• What is being asked:
Where the string "tests" appears in a line of the data, show that line.

• Source data:
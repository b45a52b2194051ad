//! Loop configuration
//!
//! Every tunable is a compile-time design constant; the struct exists so
//! tests can vary thresholds and shrink the wait periods.

/// Fill-detection threshold in centimeters
pub const FULL_THRESHOLD_CM: f32 = 10.0;

/// Hand-detection threshold in centimeters
pub const HAND_THRESHOLD_CM: f32 = 10.0;

/// Sensor refresh period in milliseconds
pub const POLL_PERIOD_MS: u32 = 100;

/// Fast re-sample period used inside blocking waits, milliseconds
pub const SUB_POLL_PERIOD_MS: u32 = 20;

/// How long the lid holds an open position before the withdrawal wait
pub const LID_DWELL_MS: u32 = 1500;

/// Duration of one visible warning flash, milliseconds
pub const WARN_FLASH_MS: u32 = 400;

/// How long a feedback message stays on screen, milliseconds
pub const FEEDBACK_HOLD_MS: u32 = 1200;

/// Settle delay after the reset button is first seen pressed
pub const RESET_SETTLE_MS: u32 = 50;

/// Arbitration loop configuration
#[derive(Debug, Clone)]
#[cfg_attr(feature = "defmt", derive(defmt::Format))]
pub struct SorterConfig {
    /// A fill reading strictly below this latches the bin full (cm)
    pub full_threshold_cm: f32,
    /// A hand reading strictly below this counts as hand present (cm)
    pub hand_threshold_cm: f32,
    /// Sensor refresh period (ms), checked by elapsed-time comparison
    pub poll_period_ms: u32,
    /// Re-sample period inside blocking waits (ms)
    pub sub_poll_period_ms: u32,
    /// Lid open dwell (ms); always runs to completion once started
    pub lid_dwell_ms: u32,
    /// Visible warning flash duration (ms)
    pub warn_flash_ms: u32,
    /// Feedback message hold (ms)
    pub feedback_hold_ms: u32,
    /// Reset debounce settle delay (ms)
    pub reset_settle_ms: u32,
}

impl Default for SorterConfig {
    fn default() -> Self {
        Self {
            full_threshold_cm: FULL_THRESHOLD_CM,
            hand_threshold_cm: HAND_THRESHOLD_CM,
            poll_period_ms: POLL_PERIOD_MS,
            sub_poll_period_ms: SUB_POLL_PERIOD_MS,
            lid_dwell_ms: LID_DWELL_MS,
            warn_flash_ms: WARN_FLASH_MS,
            feedback_hold_ms: FEEDBACK_HOLD_MS,
            reset_settle_ms: RESET_SETTLE_MS,
        }
    }
}
//! HC-SR04 ultrasonic ranging
//!
//! Blocking measurement: a 10 µs trigger pulse, then the echo pin goes
//! high for the sound's round-trip time. Both waits are bounded; a
//! timeout or an out-of-range echo maps to the no-echo sentinel rather
//! than an error, matching how the control loop treats missing readings.

use embedded_hal::digital::{InputPin, OutputPin};

use sortbin_core::distance::{DistanceReading, SlotReadings};
use sortbin_core::traits::{Clock, DistanceSampler};

/// Longest range the sensor can resolve
pub const MAX_RANGE_CM: f32 = 400.0;

/// Trigger pulse width
const TRIGGER_PULSE_US: u32 = 10;

/// Bound on waiting for the echo to start or end
///
/// The sensor itself gives up after ~38 ms; anything past 30 ms is
/// already beyond [`MAX_RANGE_CM`].
const ECHO_TIMEOUT_US: u64 = 30_000;

/// Round-trip microseconds per centimeter at room temperature
const US_PER_CM: f32 = 58.0;

/// Gap between consecutive sensors in a bank, so one sensor's stray
/// echo cannot arrive as another's
const SETTLE_BETWEEN_PINGS_US: u32 = 1_000;

/// Convert an echo pulse width to a reading
///
/// Zero-width and beyond-range echoes are no-echo; the sensor reports
/// both when nothing reflects.
pub fn echo_to_cm(width_us: u64) -> DistanceReading {
    let cm = width_us as f32 / US_PER_CM;
    if cm <= 0.0 || cm > MAX_RANGE_CM {
        DistanceReading::NoEcho
    } else {
        DistanceReading::Centimeters(cm)
    }
}

/// One HC-SR04 channel
pub struct Hcsr04<TRIG, ECHO, C> {
    trigger: TRIG,
    echo: ECHO,
    clock: C,
}

impl<TRIG, ECHO, C> Hcsr04<TRIG, ECHO, C>
where
    TRIG: OutputPin,
    ECHO: InputPin,
    C: Clock,
{
    /// Create a channel from its trigger/echo pin pair
    pub fn new(trigger: TRIG, echo: ECHO, clock: C) -> Self {
        Self {
            trigger,
            echo,
            clock,
        }
    }

    /// Take one measurement
    ///
    /// Blocks for at most twice [`ECHO_TIMEOUT_US`] plus the trigger
    /// pulse; never indefinitely.
    pub fn measure(&mut self) -> DistanceReading {
        let _ = self.trigger.set_low();
        self.clock.delay_us(2);
        let _ = self.trigger.set_high();
        self.clock.delay_us(TRIGGER_PULSE_US);
        let _ = self.trigger.set_low();

        // Wait for the echo to start
        let sent = self.clock.now_us();
        while !matches!(self.echo.is_high(), Ok(true)) {
            if self.clock.now_us().saturating_sub(sent) > ECHO_TIMEOUT_US {
                return DistanceReading::NoEcho;
            }
        }

        // Measure how long it stays high
        let rise = self.clock.now_us();
        while matches!(self.echo.is_high(), Ok(true)) {
            if self.clock.now_us().saturating_sub(rise) > ECHO_TIMEOUT_US {
                return DistanceReading::NoEcho;
            }
        }

        echo_to_cm(self.clock.now_us().saturating_sub(rise))
    }
}

/// The four logical channels as one sampler
///
/// Sensors fire sequentially with a settle gap; one bank call is one
/// poll's worth of readings.
pub struct SensorBank<TRIG, ECHO, C> {
    fill_plastic: Hcsr04<TRIG, ECHO, C>,
    fill_paper: Hcsr04<TRIG, ECHO, C>,
    hand_plastic: Hcsr04<TRIG, ECHO, C>,
    hand_paper: Hcsr04<TRIG, ECHO, C>,
    clock: C,
}

impl<TRIG, ECHO, C> SensorBank<TRIG, ECHO, C>
where
    TRIG: OutputPin,
    ECHO: InputPin,
    C: Clock,
{
    /// Group four channels into a bank
    pub fn new(
        fill_plastic: Hcsr04<TRIG, ECHO, C>,
        fill_paper: Hcsr04<TRIG, ECHO, C>,
        hand_plastic: Hcsr04<TRIG, ECHO, C>,
        hand_paper: Hcsr04<TRIG, ECHO, C>,
        clock: C,
    ) -> Self {
        Self {
            fill_plastic,
            fill_paper,
            hand_plastic,
            hand_paper,
            clock,
        }
    }
}

impl<TRIG, ECHO, C> DistanceSampler for SensorBank<TRIG, ECHO, C>
where
    TRIG: OutputPin,
    ECHO: InputPin,
    C: Clock,
{
    fn sample_all(&mut self) -> SlotReadings {
        let fill_plastic = self.fill_plastic.measure();
        self.clock.delay_us(SETTLE_BETWEEN_PINGS_US);
        let fill_paper = self.fill_paper.measure();
        self.clock.delay_us(SETTLE_BETWEEN_PINGS_US);
        let hand_plastic = self.hand_plastic.measure();
        self.clock.delay_us(SETTLE_BETWEEN_PINGS_US);
        let hand_paper = self.hand_paper.measure();

        SlotReadings {
            fill_plastic,
            fill_paper,
            hand_plastic,
            hand_paper,
        }
    }
}
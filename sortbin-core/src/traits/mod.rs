//! Capability traits the arbitration loop is written against
//!
//! The loop never touches hardware directly; it is generic over these
//! traits. The firmware injects real drivers, the tests inject mocks.

pub mod actuator;
pub mod clock;
pub mod display;
pub mod input;
pub mod sampler;
pub mod transport;

pub use actuator::{LidActuator, LidPosition};
pub use clock::Clock;
pub use display::{Panel, PanelError, PanelExt, PANEL_COLS, PANEL_ROWS};
pub use input::ResetInput;
pub use sampler::DistanceSampler;
pub use transport::{AlertTransport, TransportError};
//! The arbitration loop
//!
//! One sequential thread of control shares a single lid between two
//! intake slots. Sensors are refreshed on a fixed poll period (checked
//! by elapsed-time comparison, not sleep), fullness latches feed the
//! notifier, and a hand over a non-full slot starts a blocking service
//! transaction: open toward that bin, hold the dwell, re-sample on a
//! fast sub-period until the hand withdraws or a fill event arrives,
//! then show a feedback message.
//!
//! Every wait in here is a blocking hold of the whole loop: there is
//! exactly one actuator and one panel, so nothing useful could run
//! concurrently.

use crate::bins::{Bin, BinStates};
use crate::config::SorterConfig;
use crate::distance::SlotReadings;
use crate::fill::FillTracker;
use crate::messages::{self, FeedbackPicker};
use crate::notify;
use crate::traits::{
    AlertTransport, Clock, DistanceSampler, LidActuator, LidPosition, Panel, PanelExt, ResetInput,
};

/// What a cycle ended with
#[derive(Debug, Clone, Copy, PartialEq, Eq)]
#[cfg_attr(feature = "defmt", derive(defmt::Format))]
pub enum CycleOutcome {
    /// Nothing to do this cycle
    Idle,
    /// A slot was serviced (open, dwell, wait, feedback)
    Served(Bin),
    /// The manual reset ran
    Reset,
}

/// The sorter control loop
///
/// Owns all mutable state (bin latches, latest readings, last poll
/// timestamp) and the injected peripherals. `run_cycle` is called
/// forever by the firmware task; each call is one iteration of the
/// polling state machine.
pub struct Sorter<S, A, P, T, R, C> {
    cfg: SorterConfig,
    bins: BinStates,
    fill: FillTracker,
    feedback: FeedbackPicker,
    readings: SlotReadings,
    last_poll_ms: Option<u64>,
    sampler: S,
    lid: A,
    panel: P,
    transport: T,
    reset_button: R,
    clock: C,
}
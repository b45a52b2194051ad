//! Fixed display texts and the feedback message pool
//!
//! Every string fits the 16-column panel. The feedback pool is picked
//! from uniformly at random after each deposit; there is no ordering or
//! fairness guarantee, only variety.

use nanorand::{Rng, WyRand};

use crate::bins::Bin;

/// Boot banner
pub const READY: (&str, &str) = ("Sortbin ready", "Plastic | Paper");

/// Reset confirmation
pub const RESET_DONE: (&str, &str) = ("Bins reset", "Thank you!");

/// Feedback shown after a deposit, one entry picked per service
pub const FEEDBACK_POOL: [(&str, &str); 5] = [
    ("Thank you!", "Keep it sorted"),
    ("Nice one!", "See you again"),
    ("Well sorted!", ""),
    ("Every bit", "counts. Thanks!"),
    ("Good throw!", "Sorted right"),
];

/// Two-line "slot opening" message for a bin
pub fn opening_lines(bin: Bin) -> (&'static str, &'static str) {
    match bin {
        Bin::Plastic => ("Opening lid...", "Plastic side"),
        Bin::Paper => ("Opening lid...", "Paper side"),
    }
}

/// Two-line warning shown while a bin is full
pub fn full_lines(bin: Bin) -> (&'static str, &'static str) {
    match bin {
        Bin::Plastic => ("Plastic bin FULL", "Please empty it"),
        Bin::Paper => ("Paper bin FULL", "Please empty it"),
    }
}

/// Text of the one-shot external alert for a bin
pub fn alert_text(bin: Bin) -> &'static str {
    match bin {
        Bin::Plastic => "Sortbin: plastic bin is full, please empty it",
        Bin::Paper => "Sortbin: paper bin is full, please empty it",
    }
}

/// Uniform random pick over [`FEEDBACK_POOL`]
pub struct FeedbackPicker {
    rng: WyRand,
}

impl FeedbackPicker {
    /// Create a picker from a seed (the firmware seeds from boot time)
    pub fn new(seed: u64) -> Self {
        Self {
            rng: WyRand::new_seed(seed),
        }
    }

    /// Pick one feedback message
    pub fn pick(&mut self) -> (&'static str, &'static str) {
        let index = self.rng.generate_range(0..FEEDBACK_POOL.len());
        FEEDBACK_POOL[index]
    }
}

#[cfg(test)]
mod tests {
    use super::*;
    use crate::traits::PANEL_COLS;

    #[test]
    fn test_all_texts_fit_the_panel() {
        let mut lines: std::vec::Vec<&str> = std::vec![READY.0, READY.1, RESET_DONE.0, RESET_DONE.1];
        for (top, bottom) in FEEDBACK_POOL {
            lines.push(top);
            lines.push(bottom);
        }
        for bin in Bin::IN_PRIORITY_ORDER {
            let (top, bottom) = opening_lines(bin);
            lines.push(top);
            lines.push(bottom);
            let (top, bottom) = full_lines(bin);
            lines.push(top);
            lines.push(bottom);
        }

        for line in lines {
            assert!(line.len() <= PANEL_COLS, "{:?} is wider than the panel", line);
        }
    }

    #[test]
    fn test_pick_is_deterministic_per_seed() {
        let mut a = FeedbackPicker::new(42);
        let mut b = FeedbackPicker::new(42);
        for _ in 0..20 {
            assert_eq!(a.pick(), b.pick());
        }
    }

    #[test]
    fn test_pick_covers_the_pool() {
        // With enough draws every entry should appear at least once
        let mut picker = FeedbackPicker::new(7);
        let mut seen = [false; FEEDBACK_POOL.len()];
        for _ in 0..200 {
            let picked = picker.pick();
            let index = FEEDBACK_POOL
                .iter()
                .position(|entry| *entry == picked)
                .unwrap();
            seen[index] = true;
        }
        assert!(seen.iter().all(|s| *s));
    }
}
//! The sorter control task
//!
//! Runs the arbitration loop forever. Each `run_cycle` is one iteration
//! of the polling state machine; the await between iterations yields to
//! the executor but the real pacing is the loop's own elapsed-time gate.

use defmt::*;
use embassy_time::Timer;

use sortbin_core::config::SUB_POLL_PERIOD_MS;
use sortbin_core::sorter::CycleOutcome;

use crate::board::BoardSorter;

/// Arbiter task - owns the sorter and every peripheral inside it
#[embassy_executor::task]
pub async fn arbiter_task(mut sorter: BoardSorter) {
    info!("Arbiter task started");

    sorter.boot();

    loop {
        match sorter.run_cycle() {
            CycleOutcome::Served(bin) => info!("Serviced the {:?} slot", bin),
            CycleOutcome::Reset => info!("Bin states reset"),
            CycleOutcome::Idle => {}
        }

        Timer::after_millis(u64::from(SUB_POLL_PERIOD_MS)).await;
    }
}
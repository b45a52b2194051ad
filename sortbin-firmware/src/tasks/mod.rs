//! Embassy async tasks

pub mod arbiter;

pub use arbiter::arbiter_task;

• Output for this task:
//! tests can vary thresholds and shrink the wait periods.
//! traits. The firmware injects real drivers, the tests inject mocks.
mod tests {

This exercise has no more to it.